_Material supplied_.
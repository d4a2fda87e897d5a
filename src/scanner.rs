// =============================================================================
// Scan Orchestrator — one pass over the whole futures universe
// =============================================================================
//
// Pipeline per scan:
//   1. List tradable symbols (failure or empty list => empty result)
//   2. Keep symbols quoted in the configured asset; that count is the
//      universe size reported to callers, fixed before any fetch
//   3. Per symbol: fetch klines -> indicator bundle -> signal rule
//   4. Collect winners in scan order
//
// Nothing a single symbol does can abort the scan. Every outcome is tagged
// and counted in `ScanStats`. Symbols are processed with bounded concurrency
// through an order-preserving stream, so `max_concurrent_fetches = 1` is the
// strictly sequential scan and larger values only change latency.
// =============================================================================

use std::sync::Arc;

use chrono::Utc;
use futures_util::stream::{self, StreamExt};
use serde::Serialize;
use tracing::{debug, info, warn};

use crate::indicators::compute_indicators;
use crate::market_data::MarketDataGateway;
use crate::runtime_config::{IndicatorParams, RuntimeConfig};
use crate::strategy::{Condition, SignalEvaluator, TradeSetup, Verdict};

// =============================================================================
// Outcome types
// =============================================================================

/// Why a symbol contributed nothing to the scan.
#[derive(Debug, Clone, Copy, PartialEq, Eq, Serialize)]
pub enum SkipReason {
    /// The klines request failed.
    FetchFailed,
    /// Not enough closed candles for the slowest EMA (or unusable prices).
    InsufficientData,
}

impl std::fmt::Display for SkipReason {
    fn fmt(&self, f: &mut std::fmt::Formatter<'_>) -> std::fmt::Result {
        match self {
            Self::FetchFailed => write!(f, "FetchFailed"),
            Self::InsufficientData => write!(f, "InsufficientData"),
        }
    }
}

/// Result of evaluating one symbol.
#[derive(Debug, Clone, PartialEq)]
pub enum SymbolOutcome {
    Signal(TradeSetup),
    NoSignal(Vec<Condition>),
    Skipped(SkipReason),
}

/// Per-outcome counters for one scan.
#[derive(Debug, Clone, Default, PartialEq, Eq, Serialize)]
pub struct ScanStats {
    /// Tradable symbols listed by the exchange, before the quote filter.
    pub listed: usize,
    pub fetch_failed: usize,
    pub insufficient_data: usize,
    pub no_signal: usize,
    pub signals: usize,
}

impl ScanStats {
    fn record(&mut self, outcome: &SymbolOutcome) {
        match outcome {
            SymbolOutcome::Signal(_) => self.signals += 1,
            SymbolOutcome::NoSignal(_) => self.no_signal += 1,
            SymbolOutcome::Skipped(SkipReason::FetchFailed) => self.fetch_failed += 1,
            SymbolOutcome::Skipped(SkipReason::InsufficientData) => self.insufficient_data += 1,
        }
    }
}

/// Output of one scan. A fresh value every invocation.
#[derive(Debug, Clone, Default, PartialEq, Serialize)]
pub struct ScanResult {
    /// Winners in scan order.
    pub winning_symbols: Vec<TradeSetup>,
    /// Symbols that passed the quote-asset filter.
    pub total_scanned_count: usize,
    pub stats: ScanStats,
}

// =============================================================================
// Scanner
// =============================================================================

pub struct Scanner {
    gateway: Arc<dyn MarketDataGateway>,
    evaluator: SignalEvaluator,
    indicator_params: IndicatorParams,
    quote_asset: String,
    timeframe: String,
    max_concurrent_fetches: usize,
}

impl Scanner {
    pub fn new(gateway: Arc<dyn MarketDataGateway>, config: &RuntimeConfig) -> Self {
        Self {
            gateway,
            evaluator: SignalEvaluator::new(config.signal_params.clone(), &config.indicator_params),
            indicator_params: config.indicator_params.clone(),
            quote_asset: config.quote_asset.clone(),
            timeframe: config.timeframe.clone(),
            max_concurrent_fetches: config.max_concurrent_fetches.max(1),
        }
    }

    pub fn gateway(&self) -> &Arc<dyn MarketDataGateway> {
        &self.gateway
    }

    /// Run one full scan. Never fails; problems surface as counters.
    pub async fn run_scan(&self) -> ScanResult {
        info!(timeframe = %self.timeframe, quote = %self.quote_asset, "starting futures scan");

        let listed = match self.gateway.list_tradable_symbols().await {
            Ok(symbols) => symbols,
            Err(e) => {
                warn!(error = %e, "could not retrieve trading symbols");
                return ScanResult::default();
            }
        };
        if listed.is_empty() {
            warn!("exchange returned no trading symbols");
            return ScanResult::default();
        }

        let symbols: Vec<String> = listed
            .iter()
            .filter(|s| s.ends_with(&self.quote_asset))
            .cloned()
            .collect();

        let mut result = ScanResult {
            total_scanned_count: symbols.len(),
            stats: ScanStats {
                listed: listed.len(),
                ..ScanStats::default()
            },
            ..ScanResult::default()
        };
        info!(
            count = result.total_scanned_count,
            quote = %self.quote_asset,
            "pairs to scan"
        );

        let outcomes: Vec<SymbolOutcome> = stream::iter(symbols)
            .map(|symbol| async move { self.scan_symbol(&symbol).await })
            .buffered(self.max_concurrent_fetches)
            .collect()
            .await;

        for outcome in outcomes {
            result.stats.record(&outcome);
            if let SymbolOutcome::Signal(setup) = outcome {
                result.winning_symbols.push(setup);
            }
        }

        let stats = &result.stats;
        info!(
            scanned = result.total_scanned_count,
            signals = stats.signals,
            no_signal = stats.no_signal,
            fetch_failed = stats.fetch_failed,
            insufficient_data = stats.insufficient_data,
            "scan complete"
        );
        result
    }

    /// Fetch, derive and evaluate a single symbol.
    pub async fn scan_symbol(&self, symbol: &str) -> SymbolOutcome {
        let limit = self.indicator_params.candle_limit();

        let series = match self.gateway.fetch_candles(symbol, &self.timeframe, limit).await {
            Ok(series) => series,
            Err(e) => {
                debug!(symbol, error = %e, reason = %SkipReason::FetchFailed, "symbol skipped");
                return SymbolOutcome::Skipped(SkipReason::FetchFailed);
            }
        };

        let Some(bundle) = compute_indicators(&series, &self.indicator_params) else {
            debug!(
                symbol,
                candles = series.len(),
                reason = %SkipReason::InsufficientData,
                "symbol skipped"
            );
            return SymbolOutcome::Skipped(SkipReason::InsufficientData);
        };

        match self.evaluator.evaluate(symbol, &bundle, Utc::now()) {
            Verdict::Signal(setup) => {
                info!(
                    symbol,
                    price = setup.price,
                    spike = setup.spike_factor,
                    sl = setup.sl_price,
                    tp1 = setup.tp1_price,
                    tp2 = setup.tp2_price,
                    "bullish setup found"
                );
                SymbolOutcome::Signal(setup)
            }
            Verdict::NoSignal(failed) => {
                debug!(symbol, failed = ?failed, "no signal");
                SymbolOutcome::NoSignal(failed)
            }
        }
    }
}

// =============================================================================
// Tests
// =============================================================================
#[cfg(test)]
mod tests {
    use super::*;
    use std::time::Duration;

    use crate::test_support::{rising_series, FakeGateway};

    const LIMIT: usize = 101;

    fn scanner(gateway: FakeGateway) -> (Scanner, Arc<FakeGateway>) {
        let gateway = Arc::new(gateway);
        let scanner = Scanner::new(gateway.clone(), &RuntimeConfig::default());
        (scanner, gateway)
    }

    /// Gentle uptrend with a 2x volume spike on the last closed candle.
    fn bullish() -> Vec<crate::market_data::Candle> {
        rising_series(LIMIT, 0.0002, 1_000.0, 2_000.0)
    }

    /// Same shape, but the trend is too steep for the ratio band.
    fn extended() -> Vec<crate::market_data::Candle> {
        rising_series(LIMIT, 0.002, 1_000.0, 2_000.0)
    }

    #[tokio::test]
    async fn empty_universe_yields_empty_result() {
        let (s, _) = scanner(FakeGateway::with_symbols(&[]));
        let result = s.run_scan().await;
        assert!(result.winning_symbols.is_empty());
        assert_eq!(result.total_scanned_count, 0);
        assert_eq!(result, ScanResult::default());
    }

    #[tokio::test]
    async fn universe_failure_yields_empty_result() {
        let (s, gw) = scanner(FakeGateway::default());
        let result = s.run_scan().await;
        assert_eq!(result, ScanResult::default());
        assert!(gw.requested_symbols().is_empty());
    }

    #[tokio::test]
    async fn single_bullish_symbol_at_threshold_is_a_winner() {
        let (s, gw) = scanner(FakeGateway::with_symbols(&["SOLUSDT"]).series("SOLUSDT", bullish()));
        let result = s.run_scan().await;

        assert_eq!(result.total_scanned_count, 1);
        assert_eq!(result.winning_symbols.len(), 1);
        let setup = &result.winning_symbols[0];
        assert_eq!(setup.symbol, "SOLUSDT");

        let price = bullish()[LIMIT - 2].close;
        assert_eq!(setup.price, price);
        assert!((setup.sl_price - price * 0.995).abs() < 1e-9);
        let risk = price - setup.sl_price;
        assert!((setup.tp1_price - (price + 3.0 * risk)).abs() < 1e-9);
        assert!((setup.tp2_price - (price + 5.0 * risk)).abs() < 1e-9);
        assert!((setup.spike_factor - 2.0).abs() < 1e-12);
        assert_eq!(setup.scan_time.len(), 8);

        let requests = gw.requests.lock().clone();
        assert_eq!(requests, vec![("SOLUSDT".to_string(), "1h".to_string(), LIMIT)]);
    }

    #[tokio::test]
    async fn extended_trend_is_counted_but_not_a_winner() {
        let (s, _) = scanner(FakeGateway::with_symbols(&["PEPEUSDT"]).series("PEPEUSDT", extended()));
        let result = s.run_scan().await;
        assert!(result.winning_symbols.is_empty());
        assert_eq!(result.total_scanned_count, 1);
        assert_eq!(result.stats.no_signal, 1);
    }

    #[tokio::test]
    async fn failed_fetch_skips_only_that_symbol() {
        let gw = FakeGateway::with_symbols(&["AUSDT", "BUSDT", "CUSDT"])
            .series("AUSDT", bullish())
            .series("CUSDT", bullish());
        let (s, _) = scanner(gw);
        let result = s.run_scan().await;

        assert_eq!(result.total_scanned_count, 3);
        assert!(result.winning_symbols.len() <= 2);
        let winners: Vec<&str> = result.winning_symbols.iter().map(|w| w.symbol.as_str()).collect();
        assert_eq!(winners, vec!["AUSDT", "CUSDT"]);
        assert_eq!(result.stats.fetch_failed, 1);
    }

    #[tokio::test]
    async fn quote_filter_defines_scanned_count() {
        let gw = FakeGateway::with_symbols(&["BTCUSDT", "ETHBUSD", "BTCUSDC", "XRPUSDT", "ETHUSDT_240628"])
            .series("BTCUSDT", bullish());
        let (s, gw) = scanner(gw);
        let result = s.run_scan().await;

        assert_eq!(result.total_scanned_count, 2);
        assert_eq!(result.stats.listed, 5);
        assert_eq!(gw.requested_symbols(), vec!["BTCUSDT", "XRPUSDT"]);
        assert_eq!(result.stats.fetch_failed, 1);
        assert_eq!(result.winning_symbols.len(), 1);
    }

    #[tokio::test]
    async fn new_listing_with_short_history_is_skipped() {
        let gw = FakeGateway::with_symbols(&["NEWUSDT"])
            .series("NEWUSDT", rising_series(40, 0.0002, 1_000.0, 2_000.0));
        let (s, _) = scanner(gw);
        let result = s.run_scan().await;
        assert!(result.winning_symbols.is_empty());
        assert_eq!(result.total_scanned_count, 1);
        assert_eq!(result.stats.insufficient_data, 1);
    }

    #[tokio::test]
    async fn every_outcome_is_counted() {
        let gw = FakeGateway::with_symbols(&["AUSDT", "BUSDT", "CUSDT", "DUSDT", "EBTC"])
            .series("AUSDT", bullish())
            .series("BUSDT", extended())
            .series("DUSDT", rising_series(10, 0.0, 1.0, 1.0));
        let (s, _) = scanner(gw);
        let result = s.run_scan().await;

        let stats = &result.stats;
        assert_eq!(result.total_scanned_count, 4);
        assert_eq!(stats.signals, 1);
        assert_eq!(stats.no_signal, 1);
        assert_eq!(stats.fetch_failed, 1);
        assert_eq!(stats.insufficient_data, 1);
        assert_eq!(
            stats.signals + stats.no_signal + stats.fetch_failed + stats.insufficient_data,
            result.total_scanned_count
        );
    }

    #[tokio::test]
    async fn winners_keep_scan_order_under_concurrency() {
        let gw = FakeGateway::with_symbols(&["AUSDT", "BUSDT", "CUSDT"])
            .series("AUSDT", bullish())
            .series("BUSDT", bullish())
            .series("CUSDT", bullish())
            .delay("AUSDT", Duration::from_millis(60))
            .delay("BUSDT", Duration::from_millis(30));
        let (s, _) = scanner(gw);
        let result = s.run_scan().await;
        let winners: Vec<&str> = result.winning_symbols.iter().map(|w| w.symbol.as_str()).collect();
        assert_eq!(winners, vec!["AUSDT", "BUSDT", "CUSDT"]);
    }

    #[tokio::test]
    async fn sequential_mode_scans_in_order() {
        let gw = Arc::new(
            FakeGateway::with_symbols(&["AUSDT", "BUSDT", "CUSDT"])
                .series("AUSDT", bullish())
                .series("CUSDT", bullish()),
        );
        let config = RuntimeConfig {
            max_concurrent_fetches: 1,
            ..RuntimeConfig::default()
        };
        let s = Scanner::new(gw.clone(), &config);
        let result = s.run_scan().await;
        assert_eq!(gw.requested_symbols(), vec!["AUSDT", "BUSDT", "CUSDT"]);
        assert_eq!(result.winning_symbols.len(), 2);
    }

    #[tokio::test]
    async fn scans_do_not_carry_state() {
        let gw = FakeGateway::with_symbols(&["AUSDT"]).series("AUSDT", bullish());
        let (s, _) = scanner(gw);
        let first = s.run_scan().await;
        let second = s.run_scan().await;
        assert_eq!(first.winning_symbols.len(), 1);
        assert_eq!(second.winning_symbols.len(), 1);
        assert_eq!(first.total_scanned_count, second.total_scanned_count);
    }
}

_Task brief_. After reading through the material, report every line that holds "timeframe".

_Answer below_.
    timeframe: String,
            timeframe: config.timeframe.clone(),
        info!(timeframe = %self.timeframe, quote = %self.quote_asset, "starting futures scan");
        let series = match self.gateway.fetch_candles(symbol, &self.timeframe, limit).await {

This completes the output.